--- EXERCISE DETAILS ---
After locating "per square foot." in the listing below, copy that line and each one after it exactly, ending with the line that has "add-on per unit.".

··········

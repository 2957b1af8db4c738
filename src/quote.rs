//! Ballpark rental quote from fixed rate tables.
//!
//! The estimate is a heuristic for the public calculator, not a price: a monthly
//! point estimate per unit is `sqft × type rate × region multiplier`, plus monthly
//! feature add-ons, scaled by a term discount. One-time delivery/installation and
//! teardown are charged per unit. The published range is ±12% around the point.

use crate::error::AppError;
use serde::{Deserialize, Serialize};
use std::collections::BTreeSet;
use std::fmt;
use std::str::FromStr;

pub const MIN_MONTHS: u32 = 1;
pub const MAX_MONTHS: u32 = 120;
pub const MAX_QUANTITY: u32 = 50;
pub const MIN_SQUARE_FEET: u32 = 100;
pub const MAX_SQUARE_FEET: u32 = 100_000;
const MAX_OCCUPANTS: u32 = 5_000;
/// Half-width of the published range around the point estimate.
const RANGE_SPREAD: f64 = 0.12;
const DELIVERY_BASE: f64 = 2_500.0;
const DELIVERY_PER_SQFT: f64 = 0.75;
const TEARDOWN_SHARE: f64 = 0.60;
/// Occupant-based sizes round up to this module width.
const SIZE_STEP: u32 = 100;

macro_rules! str_enum {
    ($name:ident, $what:literal { $($variant:ident => $s:literal),+ $(,)? }) => {
        #[derive(Clone, Copy, Debug, PartialEq, Eq, PartialOrd, Ord, Hash, Serialize)]
        #[serde(rename_all = "snake_case")]
        pub enum $name { $($variant),+ }

        impl $name {
            pub const ALL: &'static [$name] = &[$($name::$variant),+];

            pub fn as_str(&self) -> &'static str {
                match self { $($name::$variant => $s),+ }
            }
        }

        impl fmt::Display for $name {
            fn fmt(&self, f: &mut fmt::Formatter<'_>) -> fmt::Result {
                f.write_str(self.as_str())
            }
        }

        impl FromStr for $name {
            type Err = AppError;

            fn from_str(s: &str) -> Result<Self, Self::Err> {
                match s.trim().to_ascii_lowercase().as_str() {
                    $($s => Ok($name::$variant),)+
                    other => Err(AppError::BadRequest(format!(
                        "unknown {} '{}' (expected one of: {})",
                        $what,
                        other,
                        [$($s),+].join(", ")
                    ))),
                }
            }
        }
    };
}

str_enum!(BuildingType, "building_type" {
    Office => "office",
    Classroom => "classroom",
    Storage => "storage",
    Restroom => "restroom",
    Medical => "medical",
    Complex => "complex",
});

str_enum!(Region, "region" {
    Northeast => "northeast",
    Southeast => "southeast",
    Midwest => "midwest",
    Southwest => "southwest",
    West => "west",
});

str_enum!(Feature, "feature" {
    Hvac => "hvac",
    Restrooms => "restrooms",
    AdaRamp => "ada_ramp",
    Furniture => "furniture",
    SecuritySystem => "security_system",
    StepsDecks => "steps_decks",
});

impl BuildingType {
    /// Monthly rent per square foot.
    pub fn rate_per_sqft(&self) -> f64 {
        match self {
            BuildingType::Office => 1.10,
            BuildingType::Classroom => 1.25,
            BuildingType::Storage => 0.45,
            BuildingType::Restroom => 2.40,
            BuildingType::Medical => 1.80,
            BuildingType::Complex => 1.35,
        }
    }

    /// Floor area per occupant used to size from a headcount. None when headcount does not apply.
    pub fn sqft_per_occupant(&self) -> Option<u32> {
        match self {
            BuildingType::Office => Some(150),
            BuildingType::Classroom => Some(35),
            BuildingType::Storage => None,
            BuildingType::Restroom => Some(15),
            BuildingType::Medical => Some(120),
            BuildingType::Complex => Some(200),
        }
    }
}

impl Region {
    pub fn multiplier(&self) -> f64 {
        match self {
            Region::Northeast => 1.15,
            Region::Southeast => 0.95,
            Region::Midwest => 1.00,
            Region::Southwest => 0.97,
            Region::West => 1.20,
        }
    }
}

impl Feature {
    /// Monthly add-on per unit.
    pub fn monthly_cost(&self) -> f64 {
        match self {
            Feature::Hvac => 150.0,
            Feature::Restrooms => 450.0,
            Feature::AdaRamp => 200.0,
            Feature::Furniture => 300.0,
            Feature::SecuritySystem => 120.0,
            Feature::StepsDecks => 180.0,
        }
    }
}

/// Term discount: never increases with a longer term.
pub fn duration_factor(months: u32) -> f64 {
    match months {
        m if m >= 36 => 0.80,
        m if m >= 24 => 0.85,
        m if m >= 12 => 0.90,
        m if m >= 6 => 0.95,
        _ => 1.00,
    }
}

/// Body of `POST /quote`. Enumerations arrive as strings and are checked in [`QuoteRequest::validate`].
#[derive(Debug, Clone, Deserialize)]
pub struct QuoteRequest {
    pub building_type: String,
    #[serde(default)]
    pub square_feet: Option<u32>,
    #[serde(default)]
    pub occupants: Option<u32>,
    pub rental_months: u32,
    #[serde(default)]
    pub region: Option<String>,
    #[serde(default)]
    pub features: Vec<String>,
    #[serde(default)]
    pub quantity: Option<u32>,
}

/// A request whose values have all been checked.
#[derive(Debug, Clone, PartialEq)]
pub struct QuoteInput {
    pub building_type: BuildingType,
    pub square_feet: Option<u32>,
    pub occupants: Option<u32>,
    pub rental_months: u32,
    pub region: Option<Region>,
    pub features: BTreeSet<Feature>,
    pub quantity: u32,
}

impl QuoteRequest {
    pub fn validate(&self) -> Result<QuoteInput, AppError> {
        let building_type: BuildingType = self.building_type.parse()?;
        if !(MIN_MONTHS..=MAX_MONTHS).contains(&self.rental_months) {
            return Err(AppError::BadRequest(format!(
                "rental_months must be between {} and {}",
                MIN_MONTHS, MAX_MONTHS
            )));
        }
        if let Some(sqft) = self.square_feet {
            if !(MIN_SQUARE_FEET..=MAX_SQUARE_FEET).contains(&sqft) {
                return Err(AppError::BadRequest(format!(
                    "square_feet must be between {} and {}",
                    MIN_SQUARE_FEET, MAX_SQUARE_FEET
                )));
            }
        }
        if let Some(n) = self.occupants {
            if n == 0 || n > MAX_OCCUPANTS {
                return Err(AppError::BadRequest(format!("occupants must be between 1 and {}", MAX_OCCUPANTS)));
            }
        }
        if self.square_feet.is_none() {
            match self.occupants {
                None => return Err(AppError::BadRequest("either square_feet or occupants is required".into())),
                Some(_) if building_type.sqft_per_occupant().is_none() => {
                    return Err(AppError::BadRequest(format!(
                        "square_feet is required for {} buildings",
                        building_type
                    )))
                }
                Some(_) => {}
            }
        }
        let quantity = self.quantity.unwrap_or(1);
        if quantity == 0 || quantity > MAX_QUANTITY {
            return Err(AppError::BadRequest(format!("quantity must be between 1 and {}", MAX_QUANTITY)));
        }
        let region = self.region.as_deref().map(str::parse).transpose()?;
        let features = self.features.iter().map(|f| f.parse()).collect::<Result<BTreeSet<Feature>, _>>()?;
        Ok(QuoteInput {
            building_type,
            square_feet: self.square_feet,
            occupants: self.occupants,
            rental_months: self.rental_months,
            region,
            features,
            quantity,
        })
    }
}

#[derive(Debug, Clone, Copy, PartialEq, Eq, Serialize)]
#[serde(rename_all = "snake_case")]
pub enum LineKind {
    Monthly,
    OneTime,
}

#[derive(Debug, Clone, PartialEq, Serialize)]
pub struct QuoteLine {
    pub label: String,
    pub kind: LineKind,
    pub amount: f64,
}

#[derive(Debug, Clone, PartialEq, Serialize)]
pub struct QuoteEstimate {
    pub building_type: BuildingType,
    pub region: Region,
    pub recommended_square_feet: u32,
    pub quantity: u32,
    pub rental_months: u32,
    pub monthly_estimate: f64,
    pub monthly_low: f64,
    pub monthly_high: f64,
    pub delivery_installation: f64,
    pub teardown: f64,
    pub total_for_term: f64,
    pub breakdown: Vec<QuoteLine>,
    /// 0..1; higher when more of the inputs were stated rather than assumed.
    pub confidence: f64,
}

fn money(x: f64) -> f64 {
    (x * 100.0).round() / 100.0
}

fn round_up(n: u32, step: u32) -> u32 {
    n.div_ceil(step) * step
}

/// Floor area per unit: the stated size, or occupants × per-person area rounded up to the module width.
pub fn recommended_square_feet(input: &QuoteInput) -> u32 {
    if let Some(sqft) = input.square_feet {
        return sqft;
    }
    let per_person = input.building_type.sqft_per_occupant().unwrap_or(0);
    let occupants = input.occupants.unwrap_or(0);
    let per_unit = occupants.saturating_mul(per_person).div_ceil(input.quantity.max(1));
    round_up(per_unit, SIZE_STEP).clamp(MIN_SQUARE_FEET, MAX_SQUARE_FEET)
}

fn confidence(input: &QuoteInput) -> f64 {
    let mut c: f64 = 0.40;
    if input.square_feet.is_some() {
        c += 0.30;
    } else if input.occupants.is_some() {
        c += 0.15;
    }
    if input.region.is_some() {
        c += 0.15;
    }
    if !input.features.is_empty() {
        c += 0.05;
    }
    (c.min(0.90) * 100.0).round() / 100.0
}

pub fn calculate(input: &QuoteInput) -> QuoteEstimate {
    let region = input.region.unwrap_or(Region::Midwest);
    let sqft = recommended_square_feet(input);
    let qty = f64::from(input.quantity);
    let discount = duration_factor(input.rental_months);

    let base_rent = f64::from(sqft) * input.building_type.rate_per_sqft() * region.multiplier() * discount * qty;
    let mut breakdown = vec![QuoteLine {
        label: format!("{} rent ({} sq ft × {})", input.building_type, sqft, input.quantity),
        kind: LineKind::Monthly,
        amount: money(base_rent),
    }];
    let mut monthly = base_rent;
    for f in &input.features {
        let cost = f.monthly_cost() * discount * qty;
        monthly += cost;
        breakdown.push(QuoteLine {
            label: f.as_str().to_string(),
            kind: LineKind::Monthly,
            amount: money(cost),
        });
    }

    let delivery = (DELIVERY_BASE + DELIVERY_PER_SQFT * f64::from(sqft)) * region.multiplier() * qty;
    let teardown = delivery * TEARDOWN_SHARE;
    breakdown.push(QuoteLine {
        label: "delivery_installation".into(),
        kind: LineKind::OneTime,
        amount: money(delivery),
    });
    breakdown.push(QuoteLine {
        label: "teardown".into(),
        kind: LineKind::OneTime,
        amount: money(teardown),
    });

    QuoteEstimate {
        building_type: input.building_type,
        region,
        recommended_square_feet: sqft,
        quantity: input.quantity,
        rental_months: input.rental_months,
        monthly_estimate: money(monthly),
        monthly_low: money(monthly * (1.0 - RANGE_SPREAD)),
        monthly_high: money(monthly * (1.0 + RANGE_SPREAD)),
        delivery_installation: money(delivery),
        teardown: money(teardown),
        total_for_term: money(monthly * f64::from(input.rental_months) + delivery + teardown),
        breakdown,
        confidence: confidence(input),
    }
}

#[cfg(test)]
mod tests {
    use super::*;

    fn input(building: BuildingType, sqft: u32, months: u32) -> QuoteInput {
        QuoteInput {
            building_type: building,
            square_feet: Some(sqft),
            occupants: None,
            rental_months: months,
            region: Some(Region::Midwest),
            features: BTreeSet::new(),
            quantity: 1,
        }
    }

    #[test]
    fn office_baseline() {
        let q = calculate(&input(BuildingType::Office, 1000, 3));
        // 1000 × 1.10 × 1.0 × 1.0
        assert_eq!(q.monthly_estimate, 1100.0);
        assert_eq!(q.monthly_low, 968.0);
        assert_eq!(q.monthly_high, 1232.0);
        // 2500 + 750
        assert_eq!(q.delivery_installation, 3250.0);
        assert_eq!(q.teardown, 1950.0);
        assert_eq!(q.total_for_term, 1100.0 * 3.0 + 3250.0 + 1950.0);
    }

    #[test]
    fn longer_terms_never_raise_the_monthly_rate() {
        for building in BuildingType::ALL {
            let mut prev = f64::MAX;
            for months in MIN_MONTHS..=MAX_MONTHS {
                let q = calculate(&input(*building, 720, months));
                assert!(q.monthly_estimate <= prev, "{building} at {months} months");
                prev = q.monthly_estimate;
            }
        }
    }

    #[test]
    fn more_features_never_lower_the_monthly_rate() {
        let mut i = input(BuildingType::Classroom, 960, 12);
        let mut prev = calculate(&i).monthly_estimate;
        for f in Feature::ALL {
            i.features.insert(*f);
            let next = calculate(&i).monthly_estimate;
            assert!(next > prev, "adding {f}");
            prev = next;
        }
    }

    #[test]
    fn region_and_quantity_scale() {
        let mut i = input(BuildingType::Storage, 320, 1);
        let midwest = calculate(&i).monthly_estimate;
        i.region = Some(Region::West);
        assert!(calculate(&i).monthly_estimate > midwest);
        i.region = Some(Region::Midwest);
        i.quantity = 3;
        assert_eq!(calculate(&i).monthly_estimate, money(midwest * 3.0));
    }

    #[test]
    fn occupants_size_the_building() {
        let req = QuoteRequest {
            building_type: "classroom".into(),
            square_feet: None,
            occupants: Some(30),
            rental_months: 9,
            region: None,
            features: vec!["hvac".into(), "HVAC".into()],
            quantity: None,
        };
        let i = req.validate().unwrap();
        assert_eq!(i.features.len(), 1);
        // 30 × 35 = 1050 -> 1100
        assert_eq!(recommended_square_feet(&i), 1100);
        let q = calculate(&i);
        assert_eq!(q.region, Region::Midwest);
        assert!(q.confidence < calculate(&input(BuildingType::Classroom, 1100, 9)).confidence);
    }

    #[test]
    fn invalid_requests_are_bad_requests() {
        let base = QuoteRequest {
            building_type: "office".into(),
            square_feet: Some(500),
            occupants: None,
            rental_months: 6,
            region: Some("northeast".into()),
            features: Vec::new(),
            quantity: None,
        };
        assert!(base.validate().is_ok());

        let cases = [
            QuoteRequest { building_type: "castle".into(), ..base.clone() },
            QuoteRequest { rental_months: 0, ..base.clone() },
            QuoteRequest { rental_months: 121, ..base.clone() },
            QuoteRequest { square_feet: Some(10), ..base.clone() },
            QuoteRequest { square_feet: None, ..base.clone() },
            QuoteRequest { region: Some("mars".into()), ..base.clone() },
            QuoteRequest { features: vec!["moat".into()], ..base.clone() },
            QuoteRequest { quantity: Some(51), ..base.clone() },
            QuoteRequest { building_type: "storage".into(), square_feet: None, occupants: Some(4), ..base.clone() },
        ];
        for req in cases {
            assert!(matches!(req.validate(), Err(AppError::BadRequest(_))), "{req:?}");
        }
    }

    #[test]
    fn confidence_stays_in_unit_interval() {
        let mut i = input(BuildingType::Medical, 2000, 24);
        i.features.insert(Feature::Hvac);
        let c = calculate(&i).confidence;
        assert!((0.0..=1.0).contains(&c));
        assert_eq!(c, 0.90);
    }
}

··········

--- OUTPUT OF THE EXERCISE ---
    /// Monthly rent per square foot.
    pub fn rate_per_sqft(&self) -> f64 {
        match self {
            BuildingType::Office => 1.10,
            BuildingType::Classroom => 1.25,
            BuildingType::Storage => 0.45,
            BuildingType::Restroom => 2.40,
            BuildingType::Medical => 1.80,
            BuildingType::Complex => 1.35,
        }
    }

    /// Floor area per occupant used to size from a headcount. None when headcount does not apply.
    pub fn sqft_per_occupant(&self) -> Option<u32> {
        match self {
            BuildingType::Office => Some(150),
            BuildingType::Classroom => Some(35),
            BuildingType::Storage => None,
            BuildingType::Restroom => Some(15),
            BuildingType::Medical => Some(120),
            BuildingType::Complex => Some(200),
        }
    }
}

impl Region {
    pub fn multiplier(&self) -> f64 {
        match self {
            Region::Northeast => 1.15,
            Region::Southeast => 0.95,
            Region::Midwest => 1.00,
            Region::Southwest => 0.97,
            Region::West => 1.20,
        }
    }
}

impl Feature {
    /// Monthly add-on per unit.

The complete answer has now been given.